И ещё, Элиас, пожалуйста, обещай, что если когда-нибудь дойдёт до войны с Карминой, и ты будешь сидеть на троне — не трогай эту коронованную дуру с золотыми косами и тараканами в голове. Пожалуйста, Элиас, ради меня. Она дурочка, она девочка, она кукла, она только свои книжки знает. Не её вина всё, что здесь происходит. Обещай мне, слышишь?
В общем, ты понял, да? Я попался. Рапорт, не знаю, дойдёт ли, но письмо должно. У меня есть ещё время, и мне совсем не хочется провести его, как слюнтяй-философ, в размышлениях о жизни. А письма тебе… успокаивают.
А я ведь даже стал забывать твоё лицо… Или его из меня вытащили?
Ладно, по порядку… Да, мать его, к чёрту этот порядок! Я как лопух, как щенок малолетний, Элиас, ну честное слово! Там же девчонка была, малышка совсем, скулила, а я… как последний дурак…

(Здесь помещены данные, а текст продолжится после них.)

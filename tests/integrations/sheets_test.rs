//! Spreadsheet integration tests over the pure builders and reshapers.

use serde_json::json;

use oraculo::integrations::sheets::{
    build_add_sheet_body, build_spreadsheet_body, extract_new_sheet_id, reshape_file_list,
    spreadsheet_url,
};

#[test]
fn spreadsheet_urls_point_at_the_editor() {
    assert_eq!(
        spreadsheet_url("abc123"),
        "https://docs.google.com/spreadsheets/d/abc123/edit"
    );
}

#[test]
fn create_body_always_starts_with_principal_sheet() {
    let body = build_spreadsheet_body("Orçamento");
    assert_eq!(body["properties"]["title"], "Orçamento");
    assert_eq!(body["sheets"][0]["properties"]["title"], "Principal");
}

#[test]
fn add_sheet_body_is_a_single_batch_request() {
    let body = build_add_sheet_body("Fevereiro", 200, 30);
    let requests = body["requests"].as_array().expect("array");
    assert_eq!(requests.len(), 1);
    assert_eq!(
        requests[0]["addSheet"]["properties"]["gridProperties"]["rowCount"],
        200
    );
}

#[test]
fn sheet_id_absent_when_reply_shape_differs() {
    assert_eq!(extract_new_sheet_id(&json!({})), None);
    assert_eq!(
        extract_new_sheet_id(&json!({ "replies": [{ "other": {} }] })),
        None
    );
}

#[test]
fn file_list_without_owner_still_reshapes() {
    let response = json!({
        "files": [{ "id": "f9", "name": "Sem dono", "createdTime": "" }]
    });
    let records = reshape_file_list(&response);
    assert_eq!(records.len(), 1);
    assert_eq!(records[0]["nome"], "Sem dono");
    assert!(records[0].get("proprietario").is_none());
}

#[test]
fn files_without_id_are_skipped() {
    let response = json!({
        "files": [{ "name": "quebrado" }, { "id": "ok", "name": "válido" }]
    });
    let records = reshape_file_list(&response);
    assert_eq!(records.len(), 1);
    assert_eq!(records[0]["id"], "ok");
}
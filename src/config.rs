//! Configuration loading and management.
//!
//! Loads gateway configuration from `./oraculo.toml` (or
//! `$ORACULO_CONFIG_PATH`). Environment variables override file values;
//! file values override defaults.
//!
//! Precedence: env vars > config file > defaults.

use std::path::PathBuf;

use anyhow::{Context, Result};
use serde::Deserialize;

/// Top-level gateway configuration loaded from TOML.
///
/// Path: `./oraculo.toml` or `$ORACULO_CONFIG_PATH`.
/// Env vars override file values; file values override defaults.
#[derive(Debug, Clone, Default, Deserialize)]
#[serde(default)]
pub struct GatewayConfig {
    /// LLM model and token settings (`[llm]`).
    pub llm: LlmConfig,
    /// Dispatch behavior settings (`[gateway]`).
    pub gateway: DispatchConfig,
    /// Web-analytics reporting settings (`[analytics]`).
    pub analytics: AnalyticsConfig,
    /// Search-performance reporting settings (`[search]`).
    pub search: SearchConfig,
    /// Spreadsheet service settings (`[sheets]`).
    pub sheets: SheetsConfig,
}

/// LLM settings for the classify and narrate calls.
#[derive(Debug, Clone, Deserialize)]
#[serde(default)]
pub struct LlmConfig {
    /// Model identifier sent to the provider.
    pub model: String,
    /// Max tokens for the classification call.
    pub classify_max_tokens: u32,
    /// Max tokens for the narration call.
    pub narrate_max_tokens: u32,
    /// Sampling temperature for classification (deterministic by default).
    pub classify_temperature: f32,
    /// Sampling temperature for narration.
    pub narrate_temperature: f32,
}

impl Default for LlmConfig {
    fn default() -> Self {
        Self {
            model: "claude-3-5-sonnet-20240620".to_owned(),
            classify_max_tokens: 1000,
            narrate_max_tokens: 1500,
            classify_temperature: 0.0,
            narrate_temperature: 0.2,
        }
    }
}

/// Dispatch behavior settings.
#[derive(Debug, Clone, Deserialize)]
#[serde(default)]
pub struct DispatchConfig {
    /// Maximum rows returned by any tabular adapter result.
    pub max_rows: usize,
    /// Per-call HTTP timeout in seconds, applied to the shared client.
    pub request_timeout_secs: u64,
    /// Whether to run the narration phase after dispatch.
    pub narrate: bool,
}

impl Default for DispatchConfig {
    fn default() -> Self {
        Self {
            max_rows: 100,
            request_timeout_secs: 30,
            narrate: true,
        }
    }
}

/// Web-analytics reporting settings.
#[derive(Debug, Clone, Default, Deserialize)]
#[serde(default)]
pub struct AnalyticsConfig {
    /// Analytics property resource name, e.g. `properties/123456`.
    pub property_id: String,
}

/// Search-performance reporting settings.
#[derive(Debug, Clone, Default, Deserialize)]
#[serde(default)]
pub struct SearchConfig {
    /// Verified site URL the queries run against.
    pub site_url: String,
}

/// Spreadsheet service settings.
#[derive(Debug, Clone, Default, Deserialize)]
#[serde(default)]
pub struct SheetsConfig {
    /// Email address newly created spreadsheets are shared with.
    pub share_email: String,
}

impl GatewayConfig {
    /// Load configuration with precedence: env vars > TOML file > defaults.
    ///
    /// Config file path: `$ORACULO_CONFIG_PATH` or `./oraculo.toml`.
    /// If the file does not exist, returns defaults.
    ///
    /// # Errors
    ///
    /// Returns an error if the file exists but cannot be read or parsed.
    pub fn load() -> Result<Self> {
        let mut config = Self::load_from_file()?;
        config.apply_overrides(|key| std::env::var(key).ok());
        Ok(config)
    }

    /// Parse a configuration from a TOML string.
    ///
    /// # Errors
    ///
    /// Returns an error if the TOML does not match the config schema.
    pub fn from_toml_str(contents: &str) -> Result<Self> {
        toml::from_str(contents).context("failed to parse config TOML")
    }

    /// Load from TOML file only, no env overrides.
    fn load_from_file() -> Result<Self> {
        let path = Self::config_path();
        match std::fs::read_to_string(&path) {
            Ok(contents) => {
                tracing::info!(path = %path.display(), "loading config from file");
                Self::from_toml_str(&contents)
            }
            Err(e) if e.kind() == std::io::ErrorKind::NotFound => {
                tracing::info!("no config file found, using defaults");
                Ok(GatewayConfig::default())
            }
            Err(e) => Err(anyhow::anyhow!("failed to read config file: {e}")),
        }
    }

    /// Resolve the config file path.
    ///
    /// Checks `$ORACULO_CONFIG_PATH` first, then `./oraculo.toml` in the
    /// working directory.
    fn config_path() -> PathBuf {
        match std::env::var("ORACULO_CONFIG_PATH") {
            Ok(p) => PathBuf::from(p),
            Err(_) => PathBuf::from("oraculo.toml"),
        }
    }

    /// Apply environment variable overrides (env > config > defaults).
    ///
    /// Takes a resolver function for testability (avoids `set_var` in tests).
    pub fn apply_overrides(&mut self, env: impl Fn(&str) -> Option<String>) {
        // LLM.
        if let Some(v) = env("ORACULO_LLM_MODEL") {
            self.llm.model = v;
        }

        // Gateway.
        if let Some(v) = env("ORACULO_MAX_ROWS") {
            match v.parse() {
                Ok(n) => self.gateway.max_rows = n,
                Err(_) => tracing::warn!(
                    var = "ORACULO_MAX_ROWS",
                    value = %v,
                    "ignoring invalid env override"
                ),
            }
        }
        if let Some(v) = env("ORACULO_REQUEST_TIMEOUT_SECS") {
            match v.parse() {
                Ok(n) => self.gateway.request_timeout_secs = n,
                Err(_) => tracing::warn!(
                    var = "ORACULO_REQUEST_TIMEOUT_SECS",
                    value = %v,
                    "ignoring invalid env override"
                ),
            }
        }
        if let Some(v) = env("ORACULO_NARRATE") {
            match v.parse() {
                Ok(b) => self.gateway.narrate = b,
                Err(_) => tracing::warn!(
                    var = "ORACULO_NARRATE",
                    value = %v,
                    "ignoring invalid env override"
                ),
            }
        }

        // Integrations.
        if let Some(v) = env("ORACULO_GA4_PROPERTY") {
            self.analytics.property_id = v;
        }
        if let Some(v) = env("ORACULO_SITE_URL") {
            self.search.site_url = v;
        }
        if let Some(v) = env("ORACULO_SHARE_EMAIL") {
            self.sheets.share_email = v;
        }
    }
}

В общем, не знаю, что папаша Алена, консорта, натворил, но чем-то он канцлера обидел, пока с королевой на драконах летали. Может, мнить о себе много стал — пузан этакий. Я ж видел, стоит, типа платочком глаза вытирает, а сам и рад, что не он на помосте… Так вот, не угодил — и всех его детей за исключением, конечно, Алена, пустили в расход. Точнее, приговорили к публичной казни. Четвертованию, колесованию, ещё там какие-то прибамбасы были — неслабо канцлер развлечься решил. Да и зверьков зарвавшихся приструнить — тоже дело. А дети — что? Ещё нарожают, они ж как кролики. Это канцлер так королеве сказал. И она не возразила, ничего — только лицо окаменело. Ну да, дело-то решёное — они даже подписи у королевы, кажется, не попросили.
Ален ей в ноги бросался, снова. Рыдал, край платья целовал, молил, обещал что-то. Саймон отпаивал его успокоительным. Потом королева и консорт стояли рядышком на балконе у того помоста и смотрели. Оба с каменными лицами. Со стеклянными взглядами. Оба — куклы, манекены. У Алена на щеке кровь засыхала — брызги с помоста. Палач плохо старался… Или наоборот, очень старался?
После старших двух братьев тошнило, наверное, даже самых зрелищеустойчивых из зрителей — но не магов. Канцлер прямо-таки болезненно наслаждался, рыдающую маменьку Алена по голове поглаживал, а рука нет-нет и на грудь спускалась. Чокнутый.